--- INPUT DATA ---

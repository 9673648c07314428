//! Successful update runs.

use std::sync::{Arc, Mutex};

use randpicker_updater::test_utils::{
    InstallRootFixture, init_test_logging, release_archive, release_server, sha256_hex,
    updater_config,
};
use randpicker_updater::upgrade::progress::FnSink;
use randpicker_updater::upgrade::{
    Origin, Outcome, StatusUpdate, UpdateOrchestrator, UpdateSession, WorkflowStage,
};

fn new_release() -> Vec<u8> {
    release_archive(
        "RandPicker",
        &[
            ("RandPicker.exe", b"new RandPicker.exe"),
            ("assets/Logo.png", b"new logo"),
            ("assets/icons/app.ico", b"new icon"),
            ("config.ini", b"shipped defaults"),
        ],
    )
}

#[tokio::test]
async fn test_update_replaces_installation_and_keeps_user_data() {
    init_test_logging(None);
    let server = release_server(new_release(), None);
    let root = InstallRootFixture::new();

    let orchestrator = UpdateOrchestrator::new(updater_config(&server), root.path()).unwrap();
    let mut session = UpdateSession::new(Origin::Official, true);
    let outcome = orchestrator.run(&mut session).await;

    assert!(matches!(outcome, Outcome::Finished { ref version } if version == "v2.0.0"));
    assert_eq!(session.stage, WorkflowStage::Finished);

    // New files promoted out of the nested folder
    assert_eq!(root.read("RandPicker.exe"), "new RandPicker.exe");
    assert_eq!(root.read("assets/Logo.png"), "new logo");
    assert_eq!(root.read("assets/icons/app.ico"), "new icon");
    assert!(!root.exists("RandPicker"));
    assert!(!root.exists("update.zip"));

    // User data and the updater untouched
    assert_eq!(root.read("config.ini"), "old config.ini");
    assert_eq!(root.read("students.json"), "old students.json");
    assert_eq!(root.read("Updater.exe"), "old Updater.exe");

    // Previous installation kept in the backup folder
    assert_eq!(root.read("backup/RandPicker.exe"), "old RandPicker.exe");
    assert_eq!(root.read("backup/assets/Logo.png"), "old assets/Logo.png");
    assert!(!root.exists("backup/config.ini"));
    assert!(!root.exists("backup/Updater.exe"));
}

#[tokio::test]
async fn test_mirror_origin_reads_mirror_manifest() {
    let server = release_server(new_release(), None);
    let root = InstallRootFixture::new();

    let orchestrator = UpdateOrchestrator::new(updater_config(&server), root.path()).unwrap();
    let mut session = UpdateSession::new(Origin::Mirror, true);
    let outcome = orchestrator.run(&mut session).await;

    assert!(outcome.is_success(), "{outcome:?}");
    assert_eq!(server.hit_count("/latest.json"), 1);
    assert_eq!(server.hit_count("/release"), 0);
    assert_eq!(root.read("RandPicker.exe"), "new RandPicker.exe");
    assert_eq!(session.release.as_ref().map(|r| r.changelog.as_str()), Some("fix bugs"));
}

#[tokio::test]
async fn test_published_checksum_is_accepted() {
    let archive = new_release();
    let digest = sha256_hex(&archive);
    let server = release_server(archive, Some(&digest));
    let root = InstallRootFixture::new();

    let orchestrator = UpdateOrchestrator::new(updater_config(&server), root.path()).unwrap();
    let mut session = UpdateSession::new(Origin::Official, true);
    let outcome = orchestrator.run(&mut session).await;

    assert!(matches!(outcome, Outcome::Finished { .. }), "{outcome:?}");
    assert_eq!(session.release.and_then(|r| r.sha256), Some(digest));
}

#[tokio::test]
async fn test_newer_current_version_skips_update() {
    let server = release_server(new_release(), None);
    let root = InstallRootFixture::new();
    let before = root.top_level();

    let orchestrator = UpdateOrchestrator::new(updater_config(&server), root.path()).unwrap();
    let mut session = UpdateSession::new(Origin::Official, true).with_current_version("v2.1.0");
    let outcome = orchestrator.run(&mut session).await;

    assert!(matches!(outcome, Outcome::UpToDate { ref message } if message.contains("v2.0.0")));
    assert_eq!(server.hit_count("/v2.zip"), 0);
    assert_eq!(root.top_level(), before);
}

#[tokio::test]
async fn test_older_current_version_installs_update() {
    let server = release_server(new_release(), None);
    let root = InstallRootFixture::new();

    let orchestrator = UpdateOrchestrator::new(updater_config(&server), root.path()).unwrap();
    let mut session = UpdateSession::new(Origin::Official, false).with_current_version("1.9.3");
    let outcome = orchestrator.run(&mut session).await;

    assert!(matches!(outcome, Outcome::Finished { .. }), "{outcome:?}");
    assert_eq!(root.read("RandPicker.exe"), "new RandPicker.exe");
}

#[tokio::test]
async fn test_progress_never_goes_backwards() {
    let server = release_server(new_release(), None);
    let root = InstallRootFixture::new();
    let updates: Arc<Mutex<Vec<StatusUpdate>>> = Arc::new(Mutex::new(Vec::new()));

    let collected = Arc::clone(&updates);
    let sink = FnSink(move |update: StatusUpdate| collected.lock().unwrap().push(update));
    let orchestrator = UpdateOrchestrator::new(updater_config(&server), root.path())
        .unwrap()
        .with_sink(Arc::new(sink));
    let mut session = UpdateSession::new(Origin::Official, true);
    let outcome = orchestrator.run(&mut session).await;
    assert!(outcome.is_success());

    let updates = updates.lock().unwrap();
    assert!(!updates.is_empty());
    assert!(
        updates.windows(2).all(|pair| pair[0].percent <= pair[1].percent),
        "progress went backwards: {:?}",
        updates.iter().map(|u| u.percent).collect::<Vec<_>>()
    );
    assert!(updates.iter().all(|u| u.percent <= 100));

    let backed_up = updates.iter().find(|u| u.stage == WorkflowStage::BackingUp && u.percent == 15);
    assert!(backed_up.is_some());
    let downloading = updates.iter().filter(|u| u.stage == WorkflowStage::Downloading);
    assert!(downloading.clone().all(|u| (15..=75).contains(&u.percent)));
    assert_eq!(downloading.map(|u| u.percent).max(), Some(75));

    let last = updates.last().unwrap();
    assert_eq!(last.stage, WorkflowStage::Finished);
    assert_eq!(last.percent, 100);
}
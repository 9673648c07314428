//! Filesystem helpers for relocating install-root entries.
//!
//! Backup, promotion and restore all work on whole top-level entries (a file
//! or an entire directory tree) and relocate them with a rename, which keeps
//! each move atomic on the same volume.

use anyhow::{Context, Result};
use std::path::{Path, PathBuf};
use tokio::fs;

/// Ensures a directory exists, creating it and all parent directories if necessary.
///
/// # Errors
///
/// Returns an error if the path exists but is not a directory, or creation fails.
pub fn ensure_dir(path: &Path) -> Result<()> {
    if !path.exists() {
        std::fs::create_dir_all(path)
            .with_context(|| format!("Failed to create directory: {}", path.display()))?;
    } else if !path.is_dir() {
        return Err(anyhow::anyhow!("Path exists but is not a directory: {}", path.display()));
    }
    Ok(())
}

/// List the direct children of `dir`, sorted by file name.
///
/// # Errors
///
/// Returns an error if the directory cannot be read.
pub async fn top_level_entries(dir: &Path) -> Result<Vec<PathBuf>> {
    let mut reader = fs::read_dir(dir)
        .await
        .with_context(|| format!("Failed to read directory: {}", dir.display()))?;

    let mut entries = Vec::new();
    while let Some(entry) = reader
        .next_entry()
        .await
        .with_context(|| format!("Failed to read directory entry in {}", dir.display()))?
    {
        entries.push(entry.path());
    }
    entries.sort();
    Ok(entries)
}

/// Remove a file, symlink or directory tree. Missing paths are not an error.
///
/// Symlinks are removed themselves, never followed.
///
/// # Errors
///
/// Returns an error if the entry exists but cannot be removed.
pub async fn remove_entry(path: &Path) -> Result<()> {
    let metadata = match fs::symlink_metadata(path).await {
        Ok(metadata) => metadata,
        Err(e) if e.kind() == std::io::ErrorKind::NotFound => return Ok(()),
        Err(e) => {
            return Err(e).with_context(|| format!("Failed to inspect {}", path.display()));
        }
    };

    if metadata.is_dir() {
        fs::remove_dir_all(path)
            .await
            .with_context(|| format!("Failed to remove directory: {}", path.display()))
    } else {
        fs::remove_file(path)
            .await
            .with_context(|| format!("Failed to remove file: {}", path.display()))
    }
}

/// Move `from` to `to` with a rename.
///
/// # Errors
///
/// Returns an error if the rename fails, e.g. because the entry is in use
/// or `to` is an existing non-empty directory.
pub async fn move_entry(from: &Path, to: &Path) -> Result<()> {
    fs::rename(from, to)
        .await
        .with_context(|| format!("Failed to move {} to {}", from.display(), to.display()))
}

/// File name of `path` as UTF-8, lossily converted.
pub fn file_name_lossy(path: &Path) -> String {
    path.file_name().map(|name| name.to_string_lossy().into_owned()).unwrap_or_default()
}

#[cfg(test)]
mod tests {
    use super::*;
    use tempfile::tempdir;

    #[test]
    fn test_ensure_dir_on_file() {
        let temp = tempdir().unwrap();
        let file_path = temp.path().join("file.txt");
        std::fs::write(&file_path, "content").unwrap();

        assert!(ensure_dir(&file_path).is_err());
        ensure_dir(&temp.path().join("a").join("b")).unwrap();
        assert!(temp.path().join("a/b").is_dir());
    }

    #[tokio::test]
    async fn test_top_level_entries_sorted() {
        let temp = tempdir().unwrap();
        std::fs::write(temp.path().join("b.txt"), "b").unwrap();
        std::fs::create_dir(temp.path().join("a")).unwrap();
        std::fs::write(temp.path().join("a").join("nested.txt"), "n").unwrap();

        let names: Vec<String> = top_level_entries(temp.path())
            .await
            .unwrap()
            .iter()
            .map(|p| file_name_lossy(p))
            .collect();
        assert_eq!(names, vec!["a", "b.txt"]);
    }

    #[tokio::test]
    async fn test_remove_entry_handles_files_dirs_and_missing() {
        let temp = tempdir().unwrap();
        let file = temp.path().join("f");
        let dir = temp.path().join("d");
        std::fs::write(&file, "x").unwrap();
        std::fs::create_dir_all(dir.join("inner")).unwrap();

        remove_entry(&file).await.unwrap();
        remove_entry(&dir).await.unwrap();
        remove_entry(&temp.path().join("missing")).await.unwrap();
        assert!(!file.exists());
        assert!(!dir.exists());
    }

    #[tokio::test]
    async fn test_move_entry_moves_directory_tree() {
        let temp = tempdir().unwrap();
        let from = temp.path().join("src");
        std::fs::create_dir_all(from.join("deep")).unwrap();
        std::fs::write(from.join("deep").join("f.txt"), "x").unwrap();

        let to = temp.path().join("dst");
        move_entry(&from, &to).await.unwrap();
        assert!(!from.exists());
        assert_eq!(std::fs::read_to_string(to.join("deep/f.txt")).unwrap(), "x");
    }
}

---

_TASK STATEMENT:_ Each line above that includes the word "exists" is to be copied.

_EXERCISE SOLUTION:_
    assert!(!root.exists("RandPicker"));
    assert!(!root.exists("update.zip"));
    assert!(!root.exists("backup/config.ini"));
    assert!(!root.exists("backup/Updater.exe"));
/// Ensures a directory exists, creating it and all parent directories if necessary.
/// Returns an error if the path exists but is not a directory, or creation fails.
    if !path.exists() {
        return Err(anyhow::anyhow!("Path exists but is not a directory: {}", path.display()));
/// Returns an error if the entry exists but cannot be removed.
        assert!(!file.exists());
        assert!(!dir.exists());
        assert!(!from.exists());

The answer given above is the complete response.